Exercise prompt: Starting at the line that contains "pub fn spouse_ids(&self)" and stopping after the last line, set down the listing exactly as it is. Add nothing.

** Opening Given records block **

use serde::Serialize;

/// A `FAM` container: up to two spouses and their children.
#[derive(Debug, Clone, PartialEq, Eq, Serialize)]
pub struct Family {
    pub id: String,
    pub husband_id: Option<String>,
    pub wife_id: Option<String>,
    /// `CHIL` references in file order; duplicates are kept as written.
    pub child_ids: Vec<String>,
}

impl Family {
    #[must_use]
    pub fn new(id: impl Into<String>) -> Self {
        Self {
            id: id.into(),
            husband_id: None,
            wife_id: None,
            child_ids: Vec::new(),
        }
    }

    /// Husband and wife ids that are present, husband first.
    pub fn spouse_ids(&self) -> impl Iterator<Item = &str> {
        self.husband_id
            .as_deref()
            .into_iter()
            .chain(self.wife_id.as_deref())
    }
}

** Closing Given records block **

Output of the exercise:
    pub fn spouse_ids(&self) -> impl Iterator<Item = &str> {
        self.husband_id
            .as_deref()
            .into_iter()
            .chain(self.wife_id.as_deref())
    }
}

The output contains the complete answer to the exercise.